Protein Misfolding
The failure of a polypeptide chain to reach its native three-dimensional structure, often leading to aggregation or degradation.
Protein Misfolding is the failure of a polypeptide to adopt its correct native conformation, resulting in non-functional, aggregation-prone, or degradation-targeted species 1.
How It Works
As a polypeptide exits the ribosome, it navigates an energy landscape toward its thermodynamically stable native fold. Misfolding occurs when kinetic traps, unfavorable co-translational folding rates, or a lack of cognate chaperones cause the chain to adopt incorrect conformations.
In heterologous expression systems, misfolding is common because the host may lack the chaperones, disulfide-bond machinery, or post-translational modifications required by the foreign protein. Rapid translation rates that outpace folding can also drive misfolding, which is why codon optimization must be balanced against translation speed.

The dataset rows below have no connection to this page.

/*
[INPUT]:  Optional task being edited, user keystrokes into form fields
[OUTPUT]: Validated NewTask drafts and create/edit labels
[POS]:    Presentational model - task create/edit form
[UPDATE]: When form fields or validation rules change
*/

use taskpanel_client::{NewTask, Task};

#[derive(Debug, Clone, Copy, PartialEq, Eq)]
pub enum FormField {
    Name,
    Command,
    Owner,
    ServerName,
}

impl FormField {
    pub const ALL: [FormField; 4] = [
        FormField::Name,
        FormField::Command,
        FormField::Owner,
        FormField::ServerName,
    ];

    pub fn label(self) -> &'static str {
        match self {
            FormField::Name => "Task Name",
            FormField::Command => "Command",
            FormField::Owner => "Owner",
            FormField::ServerName => "Server Name",
        }
    }

    pub fn placeholder(self) -> &'static str {
        match self {
            FormField::Name => "e.g., Daily Database Backup",
            FormField::Command => "e.g., echo 'Backup complete'",
            FormField::Owner => "e.g., John Doe",
            FormField::ServerName => "e.g., prod-server-1",
        }
    }

    fn required_message(self) -> &'static str {
        match self {
            FormField::Name => "Please enter the task name",
            FormField::Command => "Please enter the command to execute",
            FormField::Owner => "Please specify the task owner",
            FormField::ServerName => "Please specify the server name",
        }
    }
}

/// Form values bound either to empty defaults (create) or to a task (edit).
#[derive(Debug, Clone, PartialEq, Eq, Default)]
pub struct TaskForm {
    pub name: String,
    pub command: String,
    pub owner: String,
    pub server_name: String,
    editing: bool,
}

impl TaskForm {
    pub fn new() -> Self {
        Self::default()
    }

    pub fn from_task(task: &Task) -> Self {
        Self {
            name: task.name.clone(),
            command: task.command.clone(),
            owner: task.owner.clone(),
            server_name: task.server_name.clone(),
            editing: task.has_id(),
        }
    }

    /// Create-mode form, or edit-mode when bound to a persisted task
    pub fn for_task(task: Option<&Task>) -> Self {
        task.map(Self::from_task).unwrap_or_default()
    }

    pub fn is_edit(&self) -> bool {
        self.editing
    }

    pub fn title(&self) -> &'static str {
        if self.editing { "Edit Task" } else { "Create New Task" }
    }

    pub fn submit_label(&self) -> &'static str {
        if self.editing { "Save Changes" } else { "Create Task" }
    }

    pub fn value(&self, field: FormField) -> &str {
        match field {
            FormField::Name => &self.name,
            FormField::Command => &self.command,
            FormField::Owner => &self.owner,
            FormField::ServerName => &self.server_name,
        }
    }

    pub fn value_mut(&mut self, field: FormField) -> &mut String {
        match field {
            FormField::Name => &mut self.name,
            FormField::Command => &mut self.command,
            FormField::Owner => &mut self.owner,
            FormField::ServerName => &mut self.server_name,
        }
    }

    /// First field that blocks submission, if any.
    pub fn missing_field(&self) -> Option<FormField> {
        FormField::ALL
            .into_iter()
            .find(|field| self.value(*field).trim().is_empty())
    }

    /// Validated request body, or the message of the first blank field.
    pub fn to_draft(&self) -> Result<NewTask, String> {
        if let Some(field) = self.missing_field() {
            return Err(field.required_message().to_string());
        }
        Ok(NewTask::new(
            self.name.clone(),
            self.command.clone(),
            self.owner.clone(),
            self.server_name.clone(),
        ))
    }
}
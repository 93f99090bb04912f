/*
[INPUT]:  Task ids, create/update bodies, search text
[OUTPUT]: Tasks and execution records decoded from the task API
[POS]:    HTTP layer - /tasks endpoints
[UPDATE]: When adding new task endpoints or changing status handling
*/

use async_trait::async_trait;
use reqwest::{Method, RequestBuilder, Response, StatusCode};
use serde::de::DeserializeOwned;
use tracing::debug;

use crate::http::{Result, TaskApi, TaskApiError, TaskClient};
use crate::types::{NewTask, Task, TaskExecution, TaskPatch};

const TASKS: &str = "tasks";

impl TaskClient {
    /// List all tasks
    ///
    /// GET /tasks
    pub async fn list(&self) -> Result<Vec<Task>> {
        let builder = self.request(Method::GET, &[TASKS])?;
        let response = builder.send().await.map_err(TaskApiError::fetch_transport)?;
        if !response.status().is_success() {
            return Err(TaskApiError::fetch_status(response.status()));
        }
        decode(response).await
    }

    /// Search tasks by name
    ///
    /// GET /tasks/search?name={name}
    pub async fn search(&self, name: &str) -> Result<Vec<Task>> {
        let builder = self
            .request(Method::GET, &[TASKS, "search"])?
            .query(&[("name", name)]);
        let response = builder.send().await.map_err(TaskApiError::fetch_transport)?;
        let status = response.status();
        if status == StatusCode::NOT_FOUND {
            debug!(name = %name, "search returned 404; treating as no matches");
            return Ok(Vec::new());
        }
        if !status.is_success() {
            return Err(TaskApiError::fetch_status(status));
        }
        decode(response).await
    }

    /// Create a new task
    ///
    /// POST /tasks, expects 201 Created
    pub async fn create(&self, task: &NewTask) -> Result<Task> {
        let builder = self.request(Method::POST, &[TASKS])?.json(task);
        let response = send(builder).await?;
        let status = response.status();
        if status != StatusCode::CREATED {
            let body = response.text().await.unwrap_or_default();
            return Err(TaskApiError::Create {
                status: status.as_u16(),
                body,
            });
        }
        decode(response).await
    }

    /// Update an existing task
    ///
    /// PUT /tasks/{id}
    pub async fn update(&self, id: &str, patch: &TaskPatch) -> Result<Task> {
        let id = checked_id(id)?;
        let builder = self.request(Method::PUT, &[TASKS, id])?.json(patch);
        let response = send(builder).await?;
        let status = response.status();
        if !status.is_success() {
            let body = response.text().await.unwrap_or_default();
            return Err(TaskApiError::Update {
                status: status.as_u16(),
                body,
            });
        }
        decode(response).await
    }

    /// Delete a task
    ///
    /// DELETE /tasks/{id}, expects 204 No Content
    pub async fn delete(&self, id: &str) -> Result<()> {
        let id = checked_id(id)?;
        let builder = self.request(Method::DELETE, &[TASKS, id])?;
        let response = send(builder).await?;
        let status = response.status();
        if status != StatusCode::NO_CONTENT {
            let body = response.text().await.unwrap_or_default();
            return Err(TaskApiError::Delete {
                status: status.as_u16(),
                body,
            });
        }
        Ok(())
    }

    /// Run the task command on the server
    ///
    /// PUT /tasks/{id}/run
    pub async fn run(&self, id: &str) -> Result<TaskExecution> {
        let id = checked_id(id)?;
        let builder = self
            .request(Method::PUT, &[TASKS, id, "run"])?
            .header(reqwest::header::CONTENT_TYPE, "application/json");
        let response = send(builder).await?;
        let status = response.status();
        if !status.is_success() {
            let body = response.text().await.unwrap_or_default();
            return Err(TaskApiError::Run {
                status: status.as_u16(),
                body,
            });
        }
        decode(response).await
    }
}

#[async_trait]
impl TaskApi for TaskClient {
    async fn list(&self) -> Result<Vec<Task>> {
        TaskClient::list(self).await
    }

    async fn search(&self, name: &str) -> Result<Vec<Task>> {
        TaskClient::search(self, name).await
    }

    async fn create(&self, task: &NewTask) -> Result<Task> {
        TaskClient::create(self, task).await
    }

    async fn update(&self, id: &str, patch: &TaskPatch) -> Result<Task> {
        TaskClient::update(self, id, patch).await
    }

    async fn delete(&self, id: &str) -> Result<()> {
        TaskClient::delete(self, id).await
    }

    async fn run(&self, id: &str) -> Result<TaskExecution> {
        TaskClient::run(self, id).await
    }
}

fn checked_id(id: &str) -> Result<&str> {
    if id.is_empty() {
        return Err(TaskApiError::MissingId);
    }
    Ok(id)
}

async fn send(builder: RequestBuilder) -> Result<Response> {
    Ok(builder.send().await?)
}

async fn decode<T: DeserializeOwned>(response: Response) -> Result<T> {
    let bytes = response.bytes().await?;
    Ok(serde_json::from_slice(&bytes)?)
}
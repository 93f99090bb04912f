/*
[INPUT]:  Crate modules and public type definitions
[OUTPUT]: Public task API client crate surface
[POS]:    Crate root - module wiring
[UPDATE]: When public modules or exports change
*/

pub mod http;
pub mod types;

// Re-export commonly used types from http
pub use http::{ClientConfig, DEFAULT_BASE_URL, Result, TaskApi, TaskApiError, TaskClient};

// Re-export all types
pub use types::*;
/*
[INPUT]:  Task API JSON schema and serde requirements
[OUTPUT]: Task and TaskExecution structs with serialization support
[POS]:    Data layer - type definitions for API communication
[UPDATE]: When API schema changes or new types added
[UPDATE]: 2026-10-14 accept array-encoded LocalDateTime timestamps
*/

use chrono::{DateTime, NaiveDateTime, Utc};
use serde::{Deserialize, Serialize};

use crate::http::{Result, TaskApiError};

/// A named shell command bound to an owner and a target server.
#[derive(Debug, Clone, PartialEq, Eq, Default, Serialize, Deserialize)]
#[serde(rename_all = "camelCase")]
pub struct Task {
    #[serde(default, skip_serializing_if = "Option::is_none")]
    pub id: Option<String>,
    #[serde(default, deserialize_with = "serde_helpers::string_or_empty")]
    pub name: String,
    #[serde(default, deserialize_with = "serde_helpers::string_or_empty")]
    pub command: String,
    #[serde(default, deserialize_with = "serde_helpers::string_or_empty")]
    pub owner: String,
    #[serde(default, deserialize_with = "serde_helpers::string_or_empty")]
    pub server_name: String,
    /// Execution history, oldest first
    #[serde(default, deserialize_with = "serde_helpers::vec_or_empty")]
    pub task_executions: Vec<TaskExecution>,
}

impl Task {
    /// Server-assigned id, refusing tasks that were never persisted
    pub fn require_id(&self) -> Result<&str> {
        match self.id.as_deref() {
            Some(id) if !id.is_empty() => Ok(id),
            _ => Err(TaskApiError::MissingId),
        }
    }

    pub fn has_id(&self) -> bool {
        self.require_id().is_ok()
    }

    /// Most recent execution (the last element of the history)
    pub fn latest_execution(&self) -> Option<&TaskExecution> {
        self.task_executions.last()
    }

    /// Same server identity as `other`; tasks without id never match
    pub fn same_identity(&self, other: &Task) -> bool {
        match (self.require_id(), other.require_id()) {
            (Ok(left), Ok(right)) => left == right,
            _ => false,
        }
    }
}

/// One historical run of a task's command.
#[derive(Debug, Clone, PartialEq, Eq, Default, Serialize, Deserialize)]
#[serde(rename_all = "camelCase")]
pub struct TaskExecution {
    #[serde(default, skip_serializing_if = "Option::is_none")]
    pub id: Option<String>,
    #[serde(default, deserialize_with = "serde_helpers::timestamp_text")]
    pub start_time: Option<String>,
    #[serde(default, deserialize_with = "serde_helpers::timestamp_text")]
    pub end_time: Option<String>,
    #[serde(default)]
    pub output: Option<String>,
}

impl TaskExecution {
    pub fn started_at(&self) -> Option<DateTime<Utc>> {
        self.start_time.as_deref().and_then(parse_timestamp)
    }

    pub fn ended_at(&self) -> Option<DateTime<Utc>> {
        self.end_time.as_deref().and_then(parse_timestamp)
    }

    /// First eight characters of the id, or `N/A`
    pub fn short_id(&self) -> String {
        match self.id.as_deref() {
            Some(id) if !id.is_empty() => id.chars().take(8).collect(),
            _ => "N/A".to_string(),
        }
    }
}

/// Parse ISO-8601 text: RFC 3339 with an offset, or a naive local-less
/// timestamp which is taken as UTC.
pub fn parse_timestamp(text: &str) -> Option<DateTime<Utc>> {
    let text = text.trim();
    if let Ok(parsed) = DateTime::parse_from_rfc3339(text) {
        return Some(parsed.with_timezone(&Utc));
    }
    NaiveDateTime::parse_from_str(text, "%Y-%m-%dT%H:%M:%S%.f")
        .ok()
        .map(|naive| naive.and_utc())
}

mod serde_helpers {
    use serde::{Deserialize, Deserializer};
    use serde_json::Value;

    pub fn string_or_empty<'de, D>(deserializer: D) -> Result<String, D::Error>
    where
        D: Deserializer<'de>,
    {
        Ok(Option::<String>::deserialize(deserializer)?.unwrap_or_default())
    }

    pub fn vec_or_empty<'de, D, T>(deserializer: D) -> Result<Vec<T>, D::Error>
    where
        D: Deserializer<'de>,
        T: Deserialize<'de>,
    {
        Ok(Option::<Vec<T>>::deserialize(deserializer)?.unwrap_or_default())
    }

    /// Timestamps arrive either as text or as `[y, m, d, h, min, s, nanos]`.
    pub fn timestamp_text<'de, D>(deserializer: D) -> Result<Option<String>, D::Error>
    where
        D: Deserializer<'de>,
    {
        let value = Value::deserialize(deserializer)?;
        match value {
            Value::Null => Ok(None),
            Value::String(text) => Ok(Some(text)),
            Value::Array(parts) => {
                let mut numbers = Vec::with_capacity(parts.len());
                for part in &parts {
                    let number = part
                        .as_u64()
                        .ok_or_else(|| serde::de::Error::custom("timestamp part is not a number"))?;
                    numbers.push(number);
                }
                if numbers.len() < 5 {
                    return Err(serde::de::Error::custom("timestamp array is too short"));
                }
                let second = numbers.get(5).copied().unwrap_or(0);
                let mut text = format!(
                    "{:04}-{:02}-{:02}T{:02}:{:02}:{:02}",
                    numbers[0], numbers[1], numbers[2], numbers[3], numbers[4], second
                );
                if let Some(nanos) = numbers.get(6) {
                    text.push_str(&format!(".{nanos:09}"));
                }
                Ok(Some(text))
            }
            other => Err(serde::de::Error::custom(format!(
                "unexpected timestamp value: {other}"
            ))),
        }
    }
}
/*
[INPUT]:  Mock task API server
[OUTPUT]: Controller fixtures wired to the mock, task JSON builders
[POS]:    Test infrastructure - shared across taskpanel integration tests
[UPDATE]: When adding new test patterns or fixtures
*/

#![allow(dead_code)]

use serde_json::{Value, json};
use taskpanel::{Controller, NotificationCenter};
use taskpanel_client::{ClientConfig, TaskClient};
use wiremock::MockServer;

pub type TestController = Controller<TaskClient, NotificationCenter>;

/// Mock server plus a controller pointed at it. The returned center shares
/// the controller's notification ring.
pub async fn setup() -> (MockServer, TestController, NotificationCenter) {
    let server = MockServer::start().await;
    let client = TaskClient::with_base_url(ClientConfig::default(), &server.uri())
        .expect("client init");
    let notifications = NotificationCenter::default();
    let controller = Controller::new(client, notifications.clone());
    (server, controller, notifications)
}

pub fn task_json(id: &str, name: &str) -> Value {
    task_with_executions(id, name, json!([]))
}

pub fn task_with_executions(id: &str, name: &str, executions: Value) -> Value {
    json!({
        "id": id,
        "name": name,
        "command": "echo hi",
        "owner": "Jo",
        "serverName": "srv1",
        "taskExecutions": executions
    })
}

pub fn execution_json(id: &str, output: &str) -> Value {
    json!({
        "id": id,
        "startTime": "2024-05-01T10:00:00Z",
        "endTime": "2024-05-01T10:00:02Z",
        "output": output
    })
}
/*
[INPUT]:  Crossterm stdout, terminal raw mode, ratatui backend
[OUTPUT]: TerminalGuard managing alternate screen lifecycle
[POS]:    TUI terminal lifecycle guard
[UPDATE]: When changing how the terminal is entered or restored
*/

use std::io;

use anyhow::Result;
use crossterm::terminal::{EnterAlternateScreen, LeaveAlternateScreen};
use crossterm::{ExecutableCommand, terminal};
use ratatui::Terminal;
use ratatui::backend::CrosstermBackend;

pub(super) struct TerminalGuard {
    terminal: Terminal<CrosstermBackend<io::Stdout>>,
}

impl TerminalGuard {
    pub(super) fn new() -> Result<Self> {
        terminal::enable_raw_mode()?;
        let mut stdout = io::stdout();
        if let Err(err) = stdout.execute(EnterAlternateScreen) {
            let _ = terminal::disable_raw_mode();
            return Err(err.into());
        }
        let backend = CrosstermBackend::new(stdout);
        let terminal = Terminal::new(backend)?;
        Ok(Self { terminal })
    }

    pub(super) fn draw<F>(&mut self, f: F) -> Result<()>
    where
        F: FnOnce(&mut ratatui::Frame),
    {
        self.terminal.draw(f)?;
        Ok(())
    }
}

impl Drop for TerminalGuard {
    fn drop(&mut self) {
        let _ = self.terminal.show_cursor();
        let mut stdout = io::stdout();
        let _ = stdout.execute(LeaveAlternateScreen);
        let _ = terminal::disable_raw_mode();
    }
}
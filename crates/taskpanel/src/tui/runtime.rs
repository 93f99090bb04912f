/*
[INPUT]:  Controller, notification ring, log buffer, UI settings
[OUTPUT]: Ratatui-based TUI run loop, rendering, and shared style helpers
[POS]:    TUI runtime loop and shared helpers
[UPDATE]: When changing TUI layout, keybindings, or runtime controls
*/

use std::time::Duration;

use anyhow::Result;
use crossterm::event::{Event as CrosstermEvent, KeyEventKind};
use ratatui::layout::{Constraint, Direction, Layout, Rect};
use ratatui::style::{Color, Modifier, Style};
use ratatui::text::{Line, Span, Text};
use ratatui::widgets::{Block, Borders, Paragraph, Wrap};
use taskpanel::config::UiConfig;
use taskpanel::logging::LogBufferHandle;
use taskpanel::notify::Level;
use taskpanel::{Controller, NotificationCenter};
use taskpanel_client::TaskClient;
use tokio::sync::mpsc;
use tokio_util::sync::CancellationToken;
use tracing::{debug, info};

use super::app::{ActiveModal, AppState, Tab};
use super::events::{KeyOutcome, handle_key_event};
use super::terminal::TerminalGuard;
use super::ui::modal::draw_modal;
use super::ui::*;

const INPUT_POLL_INTERVAL: Duration = Duration::from_millis(200);

enum UiEvent {
    Input(CrosstermEvent),
}

pub(super) fn draw_footer(frame: &mut ratatui::Frame, area: Rect, app: &AppState) {
    let key_style = Style::default()
        .fg(Color::Black)
        .bg(Color::Yellow)
        .add_modifier(Modifier::BOLD);
    let line1 = Line::from(vec![
        Span::styled("[Up/Down]", key_style),
        Span::raw(" Select  "),
        Span::styled("[ [ ] ]", key_style),
        Span::raw(" Page  "),
        Span::styled("[s]", key_style),
        Span::raw(" Sort  "),
        Span::styled("[/]", key_style),
        Span::raw(" Search  "),
        Span::styled("[n]", key_style),
        Span::raw(" New  "),
        Span::styled("[e]", key_style),
        Span::raw(" Edit  "),
        Span::styled("[d]", key_style),
        Span::raw(" Delete  "),
        Span::styled("[x]", key_style),
        Span::raw(" Run"),
    ]);

    let status_style = match app.notifications.latest().map(|n| n.level) {
        Some(Level::Error) => Style::default().fg(Color::LightRed),
        Some(Level::Success) => Style::default().fg(Color::LightGreen),
        _ => Style::default(),
    };
    let line2 = Line::from(vec![
        Span::styled("[r]", key_style),
        Span::raw(" Reload  "),
        Span::styled("[b]", key_style),
        Span::raw(" Back  "),
        Span::styled("[Tab]", key_style),
        Span::raw(" Switch  "),
        Span::styled("[q]", key_style),
        Span::raw(" Quit  "),
        Span::raw("Status: "),
        Span::styled(app.status_message.clone(), status_style),
    ]);

    let block = Block::default()
        .borders(Borders::ALL)
        .border_style(border_style())
        .title("Hotkeys");
    let text = Text::from(vec![line1, line2]);
    let widget = Paragraph::new(text).block(block).wrap(Wrap { trim: true });
    frame.render_widget(widget, area);
}

pub(crate) fn border_style() -> Style {
    Style::default().fg(Color::Magenta)
}

pub(crate) fn header_style() -> Style {
    Style::default()
        .fg(Color::Black)
        .bg(Color::Cyan)
        .add_modifier(Modifier::BOLD)
}

pub async fn run_dashboard(
    controller: Controller<TaskClient, NotificationCenter>,
    notifications: NotificationCenter,
    log_buffer: LogBufferHandle,
    ui: &UiConfig,
) -> Result<()> {
    let mut terminal = TerminalGuard::new()?;
    let (event_tx, mut event_rx) = mpsc::unbounded_channel();
    let input_shutdown = CancellationToken::new();
    let input_shutdown_clone = input_shutdown.clone();

    tokio::task::spawn_blocking(move || {
        while !input_shutdown_clone.is_cancelled() {
            if crossterm::event::poll(INPUT_POLL_INTERVAL).unwrap_or(false) {
                if let Ok(event) = crossterm::event::read() {
                    if event_tx.send(UiEvent::Input(event)).is_err() {
                        break;
                    }
                }
            }
        }
    });

    let mut app = AppState::new(controller, notifications, log_buffer, ui);
    terminal.draw(|frame| draw_ui(frame, &mut app))?;
    app.reload().await;

    let mut tick = tokio::time::interval(ui.tick_interval());
    let mut should_quit = false;

    while !should_quit {
        tokio::select! {
            // redraw so the Logs tab follows new lines
            _ = tick.tick() => {}
            maybe_event = event_rx.recv() => {
                match maybe_event {
                    Some(UiEvent::Input(CrosstermEvent::Key(key)))
                        if key.kind != KeyEventKind::Release =>
                    {
                        match handle_key_event(&mut app, key.code).await {
                            KeyOutcome::Continue => {}
                            KeyOutcome::Quit => should_quit = true,
                            KeyOutcome::Run(task) => {
                                debug!(name = %task.name, "run requested");
                                app.begin_run(&task);
                                terminal.draw(|frame| draw_ui(frame, &mut app))?;
                                app.complete_run(&task).await;
                            }
                        }
                    }
                    Some(_) => {}
                    None => should_quit = true,
                }
            }
        }

        terminal.draw(|frame| draw_ui(frame, &mut app))?;
    }

    input_shutdown.cancel();
    info!("dashboard closed");
    Ok(())
}

fn draw_ui(frame: &mut ratatui::Frame, app: &mut AppState) {
    let area = frame.area();
    let layout = Layout::default()
        .direction(Direction::Vertical)
        .constraints([
            Constraint::Min(10),
            Constraint::Length(3),
            Constraint::Length(4),
        ])
        .split(area);

    draw_tabs(frame, layout[1], app.current_tab);

    match app.current_tab {
        Tab::Dashboard => {
            let content = Layout::default()
                .direction(Direction::Vertical)
                .constraints([
                    Constraint::Length(3),
                    Constraint::Min(5),
                    Constraint::Length(5),
                ])
                .split(layout[0]);
            draw_search_bar(frame, content[0], app);
            draw_task_list(frame, content[1], app);
            draw_task_detail(frame, content[2], app);
        }
        Tab::Output => draw_output(frame, layout[0], app),
        Tab::Logs => draw_logs(frame, layout[0], &app.log_buffer),
    }

    draw_footer(frame, layout[2], app);

    if let Some(active_modal) = app.active_modal.as_ref() {
        let (modal, percent_y) = match active_modal {
            ActiveModal::TaskForm(modal) => (modal.to_modal(), 60),
            ActiveModal::ConfirmDelete(modal) => (modal.to_modal(), 40),
        };
        let modal_area = centered_rect(area, 60, percent_y);
        draw_modal(frame, modal_area, &modal);
    }
}

fn centered_rect(area: Rect, percent_x: u16, percent_y: u16) -> Rect {
    let vertical = Layout::default()
        .direction(Direction::Vertical)
        .constraints([
            Constraint::Percentage((100 - percent_y) / 2),
            Constraint::Percentage(percent_y),
            Constraint::Percentage((100 - percent_y) / 2),
        ])
        .split(area);
    let horizontal = Layout::default()
        .direction(Direction::Horizontal)
        .constraints([
            Constraint::Percentage((100 - percent_x) / 2),
            Constraint::Percentage(percent_x),
            Constraint::Percentage((100 - percent_x) / 2),
        ])
        .split(vertical[1]);
    horizontal[1]
}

Misfolded proteins are either refolded by chaperones, degraded by proteases, or sequestered into inclusion bodies. Each outcome affects product yield and quality differently, making misfolding a central concern in recombinant protein production.
Computational Considerations
AlphaFold and Rosetta predict native structures, while molecular dynamics simulations reveal co-translational folding intermediates. Codon-level translation rate models identify regions where slowing elongation via rare codons could improve folding outcomes, linking sequence design directly to structural quality 2.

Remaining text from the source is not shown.